Reproduce the whole listing, keeping every character the same.

■ Material supplied
*****

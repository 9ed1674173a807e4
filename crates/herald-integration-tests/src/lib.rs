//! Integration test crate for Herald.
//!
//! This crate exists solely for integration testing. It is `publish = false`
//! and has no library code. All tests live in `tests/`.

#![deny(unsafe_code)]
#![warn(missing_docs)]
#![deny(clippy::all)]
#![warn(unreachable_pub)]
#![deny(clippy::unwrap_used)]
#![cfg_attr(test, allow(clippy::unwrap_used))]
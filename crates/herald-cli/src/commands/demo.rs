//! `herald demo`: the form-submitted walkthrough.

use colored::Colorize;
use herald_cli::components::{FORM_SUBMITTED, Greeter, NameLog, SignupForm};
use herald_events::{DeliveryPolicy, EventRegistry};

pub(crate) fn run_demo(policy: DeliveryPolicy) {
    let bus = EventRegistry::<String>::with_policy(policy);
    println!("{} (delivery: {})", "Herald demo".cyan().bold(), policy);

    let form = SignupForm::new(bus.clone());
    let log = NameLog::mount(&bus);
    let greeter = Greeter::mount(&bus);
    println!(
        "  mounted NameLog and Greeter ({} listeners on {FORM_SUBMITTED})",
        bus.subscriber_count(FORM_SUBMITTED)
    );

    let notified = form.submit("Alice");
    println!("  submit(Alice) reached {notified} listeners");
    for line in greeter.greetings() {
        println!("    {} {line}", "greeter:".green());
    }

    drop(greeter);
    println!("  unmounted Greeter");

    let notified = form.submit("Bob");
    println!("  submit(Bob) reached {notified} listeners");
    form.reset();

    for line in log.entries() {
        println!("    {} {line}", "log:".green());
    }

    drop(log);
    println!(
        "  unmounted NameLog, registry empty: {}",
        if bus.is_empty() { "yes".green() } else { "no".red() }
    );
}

*****

■ Your solution
repository 9ed1674173a807e4
filename crates/herald-integration-tests/src/lib.rs
//! Integration test crate for Herald.
//!
//! This crate exists solely for integration testing. It is `publish = false`
//! and has no library code. All tests live in `tests/`.

#![deny(unsafe_code)]
#![warn(missing_docs)]
#![deny(clippy::all)]
#![warn(unreachable_pub)]
#![deny(clippy::unwrap_used)]
#![cfg_attr(test, allow(clippy::unwrap_used))]
filename crates/herald-cli/src/commands/demo.rs
//! `herald demo`: the form-submitted walkthrough.

use colored::Colorize;
use herald_cli::components::{FORM_SUBMITTED, Greeter, NameLog, SignupForm};
use herald_events::{DeliveryPolicy, EventRegistry};

pub(crate) fn run_demo(policy: DeliveryPolicy) {
    let bus = EventRegistry::<String>::with_policy(policy);
    println!("{} (delivery: {})", "Herald demo".cyan().bold(), policy);

    let form = SignupForm::new(bus.clone());
    let log = NameLog::mount(&bus);
    let greeter = Greeter::mount(&bus);
    println!(
        "  mounted NameLog and Greeter ({} listeners on {FORM_SUBMITTED})",
        bus.subscriber_count(FORM_SUBMITTED)
    );

    let notified = form.submit("Alice");
    println!("  submit(Alice) reached {notified} listeners");
    for line in greeter.greetings() {
        println!("    {} {line}", "greeter:".green());
    }

    drop(greeter);
    println!("  unmounted Greeter");

    let notified = form.submit("Bob");
    println!("  submit(Bob) reached {notified} listeners");
    form.reset();

    for line in log.entries() {
        println!("    {} {line}", "log:".green());
    }

    drop(log);
    println!(
        "  unmounted NameLog, registry empty: {}",
        if bus.is_empty() { "yes".green() } else { "no".red() }
    );
}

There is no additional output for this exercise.